Outro impacto que a atendente teve, foi psicológico. Trazer o trabalho para casa trouxe também mais frustrações. “Antes você saia da empresa e deixava os seus problemas lá. Agora, como você deixa? O estresse que eu ficava eu acabava descontando no Leonardo, não tendo paciência com a Eloah”, relata.
Impactos psicológicos
Problemas psicológicos para lidar com essas transformações foram recorrentes na adaptação de Thamires Rodrigues, 20 anos, professora de inglês e moradora do bairro Jardim Roberto, em Osasco.

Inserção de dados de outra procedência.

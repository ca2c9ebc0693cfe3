//! Clock Abstraction
//!
//! Classification compares a resolved publish date against "now", sampled
//! exactly once per classified node. Routing that sample through a trait
//! keeps publish-window tests deterministic: a fixed date in node data plus a
//! mock clock pins the published/unpublished outcome without sleeping or
//! computing dates relative to the wall clock.

use chrono::{DateTime, Utc};

/// Source of the current instant used for publish comparisons
pub trait TimeProvider: Send + Sync {
    /// Get the current UTC time
    fn now(&self) -> DateTime<Utc>;
}

/// System clock, the production implementation
#[derive(Debug, Clone, Copy, Default)]
pub struct SystemTimeProvider;

impl TimeProvider for SystemTimeProvider {
    fn now(&self) -> DateTime<Utc> {
        Utc::now()
    }
}

/// Fixed clock for deterministic tests and host test harnesses
///
/// # Examples
///
/// ```rust
/// use scheduled_publishing::models::time::{MockTimeProvider, TimeProvider};
/// use chrono::{TimeZone, Utc};
///
/// let clock = MockTimeProvider::with_time(Utc.with_ymd_and_hms(2022, 6, 1, 0, 0, 0).unwrap());
/// assert_eq!(clock.now(), Utc.with_ymd_and_hms(2022, 6, 1, 0, 0, 0).unwrap());
/// ```
#[derive(Debug, Clone)]
pub struct MockTimeProvider {
    current_time: DateTime<Utc>,
}

impl MockTimeProvider {
    /// Create a mock clock pinned to a specific instant
    pub fn with_time(time: DateTime<Utc>) -> Self {
        Self { current_time: time }
    }

    /// Advance the clock by the given duration
    pub fn advance(&mut self, duration: chrono::Duration) {
        self.current_time += duration;
    }
}

impl TimeProvider for MockTimeProvider {
    fn now(&self) -> DateTime<Utc> {
        self.current_time
    }
}

#[cfg(test)]
mod tests {
    use super::*;
    use chrono::{Duration, TimeZone};

    #[test]
    fn test_system_time_provider_tracks_wall_clock() {
        let provider = SystemTimeProvider;
        let sampled = provider.now();

        assert!((Utc::now() - sampled).num_milliseconds().abs() < 1000);
    }

    #[test]
    fn test_mock_time_provider_is_pinned() {
        let instant = Utc.with_ymd_and_hms(2022, 1, 30, 12, 0, 0).unwrap();
        let provider = MockTimeProvider::with_time(instant);

        assert_eq!(provider.now(), instant);
        assert_eq!(provider.now(), instant);
    }

    #[test]
    fn test_mock_time_provider_advance() {
        let instant = Utc.with_ymd_and_hms(2022, 1, 30, 12, 0, 0).unwrap();
        let mut provider = MockTimeProvider::with_time(instant);

        provider.advance(Duration::minutes(90));

        assert_eq!(provider.now(), instant + Duration::minutes(90));
    }
}
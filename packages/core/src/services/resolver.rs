//! Publish Date Resolution
//!
//! Extracts a raw date value from a node, parses it under the configured
//! format/timezone/delay rules, and returns a three-way [`Resolution`].
//!
//! # Failure model
//!
//! - A missing, null, or empty raw value is a normal, silent skip: the node
//!   simply has no publish date
//! - A present but unparsable value is a content/configuration defect severe
//!   enough to stop the build: it is reported fatally with the raw value, the
//!   descriptor, and the full node JSON, and resolution yields [`Resolution::Invalid`]
//! - A delay of 24 hours or more is a footgun, not a defect: one warning,
//!   then resolution proceeds
//!
//! The fatal report itself is what halts the host build; the `Invalid`
//! return only tells the caller to do nothing further for this node.

use crate::config::{DateSource, PublishOptions, DELAY_WARNING_THRESHOLD_MINUTES};
use crate::graph::Reporter;
use crate::models::Node;
use chrono::{DateTime, Duration, FixedOffset, LocalResult, NaiveDate, NaiveDateTime, NaiveTime, TimeZone};
use chrono_tz::Tz;
use serde_json::Value;

/// Fixed prefix of every fatal report about an unusable date value
pub const INVALID_DATE_MESSAGE: &str = r#"Invalid date found at configured "publish_date"."#;

/// Outcome of resolving the publish date of one node
#[derive(Debug, Clone, PartialEq)]
pub enum Resolution {
    /// No raw value found; the node is skipped silently
    Absent,
    /// A raw value was found but could not be used; already reported fatally
    Invalid,
    /// Normalized instant, local offset of the configured zone preserved
    Valid(DateTime<FixedOffset>),
}

/// Resolve the publish date of `node` according to `source` and `options`.
///
/// Samples no clock and touches no graph state; the only side effects are
/// reporter calls on the warning and fatal paths.
pub fn resolve_publish_date(
    node: &Node,
    source: &DateSource,
    options: &PublishOptions,
    reporter: &dyn Reporter,
) -> Resolution {
    let raw = match source {
        DateSource::FieldPath(path) => node.property_at_path(path).cloned(),
        DateSource::Extractor(extract) => extract(node),
    };

    // Missing or empty means this node has no publish date; ignore it.
    let raw = match raw {
        None | Some(Value::Null) => return Resolution::Absent,
        Some(Value::String(s)) if s.is_empty() => return Resolution::Absent,
        Some(value) => value,
    };

    let delay_in_minutes = options.effective_delay_in_minutes();
    if delay_in_minutes >= DELAY_WARNING_THRESHOLD_MINUTES {
        reporter.warn(&format!(
            "\"delay_in_minutes\" plugin option is {} ({} hours), which is greater than or equal \
             to 24 hours.\n\nThis is a bad idea and will probably cause problems. You should \
             adjust your publish dates instead.",
            delay_in_minutes,
            delay_in_minutes as f64 / 60.0,
        ));
    }

    // Numbers, booleans, and structured values are not valid parser input.
    let Value::String(raw) = raw else {
        report_invalid_date(node, source, &raw.to_string(), reporter);
        return Resolution::Invalid;
    };

    let timezone = options.effective_timezone();
    let zone: Tz = match timezone.parse() {
        Ok(zone) => zone,
        Err(_) => {
            reporter.panic_on_build(&format!(
                "Unknown \"timezone\" plugin option \"{timezone}\"; expected an IANA zone name \
                 such as \"UTC\" or \"America/New_York\"."
            ));
            return Resolution::Invalid;
        }
    };

    let format = options.effective_date_format();
    let naive = parse_naive(&raw, format);
    let naive = match naive {
        Some(naive) => naive,
        None => {
            report_invalid_date(node, source, &raw, reporter);
            return Resolution::Invalid;
        }
    };

    let localized = match zone.from_local_datetime(&naive) {
        LocalResult::Single(dt) => dt,
        // Repeated hour when DST falls back: take the earlier mapping
        LocalResult::Ambiguous(earliest, _) => earliest,
        // Nonexistent local time inside a DST spring-forward gap
        LocalResult::None => {
            report_invalid_date(node, source, &raw, reporter);
            return Resolution::Invalid;
        }
    };

    let delayed = Duration::try_minutes(delay_in_minutes)
        .and_then(|delay| localized.fixed_offset().checked_add_signed(delay));
    match delayed {
        Some(instant) => Resolution::Valid(instant),
        None => {
            reporter.panic_on_build(&format!(
                "\"delay_in_minutes\" plugin option is {delay_in_minutes}, which overflows the \
                 resolved publish date."
            ));
            Resolution::Invalid
        }
    }
}

/// Parse with the configured pattern, accepting a full datetime first and
/// falling back to a calendar date at midnight.
fn parse_naive(raw: &str, format: &str) -> Option<NaiveDateTime> {
    if let Ok(datetime) = NaiveDateTime::parse_from_str(raw, format) {
        return Some(datetime);
    }
    NaiveDate::parse_from_str(raw, format)
        .ok()
        .map(|date| date.and_time(NaiveTime::MIN))
}

fn report_invalid_date(node: &Node, source: &DateSource, raw: &str, reporter: &dyn Reporter) {
    let node_json =
        serde_json::to_string_pretty(node).unwrap_or_else(|_| format!("{node:?}"));
    reporter.panic_on_build(&format!(
        "{INVALID_DATE_MESSAGE} Found value \"{raw}\" via {source:?} on the following \
         node:\n{node_json}"
    ));
}

#[cfg(test)]
#[path = "resolver_test.rs"]
mod resolver_test;
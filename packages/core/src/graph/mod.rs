//! Host Graph Abstraction
//!
//! This module defines the seam between the plugin and its host:
//!
//! - `GraphActions` - node-creation lifecycle surface of the host graph
//! - `Reporter` - build diagnostics surface (fatal errors and warnings)
//! - `MemoryGraph` - in-memory reference host for tests and harnesses
//!
//! The plugin only calls these interfaces; it implements none of the host's
//! storage, caching, or build pipeline.

mod actions;
mod error;
mod memory;
mod reporter;

pub use actions::GraphActions;
pub use error::GraphError;
pub use memory::MemoryGraph;
pub use reporter::{RecordingReporter, Reporter, TracingReporter};
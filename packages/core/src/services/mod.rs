//! Business Services
//!
//! - `resolver` - pure date resolution: raw value lookup, parsing under
//!   format/timezone/delay rules, three-way result
//! - `publish_service` - classification and orchestration over the host graph
//!
//! Services coordinate between the host abstraction and the date logic;
//! all graph mutations and diagnostics flow through the traits in [`crate::graph`].

pub mod publish_service;
pub mod resolver;

pub use publish_service::{
    PublishService, NO_PUBLISH_DATE_PROVIDED, PUBLISHED_FIELD, PUBLISH_GROUP_FIELD,
};
pub use resolver::{resolve_publish_date, Resolution, INVALID_DATE_MESSAGE};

Mesmo sem filhos, ela desenvolveu Síndrome de Burnout, um distúrbio ligado à exaustão pelo excesso de trabalho.
“Eu trabalhava de segunda a segunda e quando eu não estava trabalhando, eu estava pensando em trabalho”
relembra Thamires, que precisou fazer tratamento terapêutico para enfrentar o problema.
Por conta da síndrome, ela acreditava que o home office seria impossível. Agora, enxerga uma possibilidade maior de rendimento e vantagens ao levar em consideração o tempo gasto no transporte e o alcance de pessoas. “Parece muito mais prático, tanto para minha rotina quanto para os meus alunos”, diz.
Assim que conseguiu lidar melhor com o problema, os abismos que separam a realidade de Thamires com Nathalia Tittz e Nathalia Jacob, ficaram mais transparentes: sem ter que cuidar de outra pessoa, todo o tempo livre que sobra do serviço, é para cuidar integralmente de si.
As realidades relatadas pelas moradoras estão presentes também nas pesquisas do Google. Segundo dados da plataforma Google Trends, houve uma ascensão de procura pela palavra “autocuidado” em julho de 2020. Pela primeira vez em cinco anos, o termo teve um pico de 90 pontos. Isso demonstra que por conta do isolamento social, as pessoas procuraram se informar sobre o assunto. Após mais de um ano da pandemia, em julho de 2021, a palavra ainda varia com picos de 90 pontos.
Ao fazermos um recorte para o estado de São Paulo, as pesquisas e assuntos relacionados mostram que essas pessoas também procuraram se informar sobre: cuidados pessoais, saúde, educação à distância e até cursos sobre autocuidado.
Fazer um chá, sentar e esperar ele ficar pronto com calma, é algo possível dentro da rotina de Thamires. Para ela, autocuidado não está relacionado à estética, está ligado a desacelerar e quando possível, aproveitar algum momento fora de casa, já que atualmente, o lar remete ao trabalho.
A realidade das mães é um pouco diferente. Para Nathalia Tittz, infelizmente esse autocuidado não é possível. Sair é bem complicado e se divertir em casa também, por conta do cansaço.
Para Nathalia Jacob, sair sozinha com os amigos é raro desde o nascimento da Eloah e realizar alguma tarefa cotidiana com calma é difícil. Para elas, fazer algo para si de forma desacelerada como lavar o cabelo ou assistir uma série, é no momento que as filhas dormem.
Danielle Braga, psicóloga e integrante do PerifAnálise, conta que para algumas mulheres foi possível trazer o trabalho para dentro de casa, pois já era cotidiano de certas realidades.
“Para as mulheres periféricas, não tem uma grande divisão ser mãe, trabalhadora e doméstica. Está tudo num balaio só, nas costas delas”
comenta a psicóloga.
Ela diz que o home office já era uma cultura histórica na vida das mães moradoras de periferia, mas não com esse termo, pois a própria palavra estrangeira se torna excludente. A psicóloga exemplifica essa realidade ao relembrar a trajetória das costureiras, por exemplo. Que adotaram essa profissão para poder ficar em casa, cuidar dos filhos e dar conta de tudo.